* **YOUR OBJECTIVE**
Restate the data below word for word, leaving nothing out.

■ ■ ■

//! `GET /health`: service liveness plus the fetch state of each registry
//!
//! Status is "degraded" while any registry's most recent directory fetch
//! failed, whether that fetch came from a registry check, a refresh, or a
//! product score.

use axum::{extract::State, routing::get, Json, Router};
use chrono::Utc;
use serde::Serialize;

use crate::services::DirectoryCache;
use crate::AppState;

#[derive(Debug, Serialize)]
pub struct HealthResponse {
    pub status: &'static str,
    pub module: &'static str,
    pub version: &'static str,
    pub uptime_seconds: u64,
    pub registries: Vec<RegistryHealth>,
    /// First failing registry's message, in configuration order
    #[serde(skip_serializing_if = "Option::is_none")]
    pub last_error: Option<String>,
}

#[derive(Debug, Serialize)]
pub struct RegistryHealth {
    pub id: String,
    pub cached: bool,
    #[serde(skip_serializing_if = "Option::is_none")]
    pub last_error: Option<String>,
}

impl RegistryHealth {
    fn of(cache: &DirectoryCache) -> Self {
        Self {
            id: cache.source().id.clone(),
            cached: cache.cached().is_some(),
            last_error: cache.last_failure(),
        }
    }
}

pub async fn health_check(State(state): State<AppState>) -> Json<HealthResponse> {
    let registries: Vec<RegistryHealth> = state
        .registries
        .iter()
        .map(|cache| RegistryHealth::of(cache))
        .collect();

    let last_error = registries.iter().find_map(|r| r.last_error.clone());

    Json(HealthResponse {
        status: if last_error.is_some() { "degraded" } else { "ok" },
        module: env!("CARGO_PKG_NAME"),
        version: env!("CARGO_PKG_VERSION"),
        uptime_seconds: Utc::now()
            .signed_duration_since(state.startup_time)
            .num_seconds()
            .max(0) as u64,
        registries,
        last_error,
    })
}

pub fn health_routes() -> Router<AppState> {
    Router::new().route("/health", get(health_check))
}
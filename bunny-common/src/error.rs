//! Common error types for bunny-score

use thiserror::Error;

/// Common result type
pub type Result<T> = std::result::Result<T, Error>;

/// Common error types across the workspace
#[derive(Error, Debug)]
pub enum Error {
    /// I/O operation error (wraps std::io::Error)
    #[error("IO error: {0}")]
    Io(#[from] std::io::Error),

    /// Configuration loading or validation error
    #[error("Configuration error: {0}")]
    Config(String),
}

■ ■ ■

* **OUTPUT FOR THIS TASK**
//! `GET /health`: service liveness plus the fetch state of each registry
//!
//! Status is "degraded" while any registry's most recent directory fetch
//! failed, whether that fetch came from a registry check, a refresh, or a
//! product score.

use axum::{extract::State, routing::get, Json, Router};
use chrono::Utc;
use serde::Serialize;

use crate::services::DirectoryCache;
use crate::AppState;

#[derive(Debug, Serialize)]
pub struct HealthResponse {
    pub status: &'static str,
    pub module: &'static str,
    pub version: &'static str,
    pub uptime_seconds: u64,
    pub registries: Vec<RegistryHealth>,
    /// First failing registry's message, in configuration order
    #[serde(skip_serializing_if = "Option::is_none")]
    pub last_error: Option<String>,
}

#[derive(Debug, Serialize)]
pub struct RegistryHealth {
    pub id: String,
    pub cached: bool,
    #[serde(skip_serializing_if = "Option::is_none")]
    pub last_error: Option<String>,
}

impl RegistryHealth {
    fn of(cache: &DirectoryCache) -> Self {
        Self {
            id: cache.source().id.clone(),
            cached: cache.cached().is_some(),
            last_error: cache.last_failure(),
        }
    }
}

pub async fn health_check(State(state): State<AppState>) -> Json<HealthResponse> {
    let registries: Vec<RegistryHealth> = state
        .registries
        .iter()
        .map(|cache| RegistryHealth::of(cache))
        .collect();

    let last_error = registries.iter().find_map(|r| r.last_error.clone());

    Json(HealthResponse {
        status: if last_error.is_some() { "degraded" } else { "ok" },
        module: env!("CARGO_PKG_NAME"),
        version: env!("CARGO_PKG_VERSION"),
        uptime_seconds: Utc::now()
            .signed_duration_since(state.startup_time)
            .num_seconds()
            .max(0) as u64,
        registries,
        last_error,
    })
}

pub fn health_routes() -> Router<AppState> {
    Router::new().route("/health", get(health_check))
}
filename bunny-common/src/error.rs
//! Common error types for bunny-score

use thiserror::Error;

/// Common result type
pub type Result<T> = std::result::Result<T, Error>;

/// Common error types across the workspace
#[derive(Error, Debug)]
pub enum Error {
    /// I/O operation error (wraps std::io::Error)
    #[error("IO error: {0}")]
    Io(#[from] std::io::Error),

    /// Configuration loading or validation error
    #[error("Configuration error: {0}")]
    Config(String),
}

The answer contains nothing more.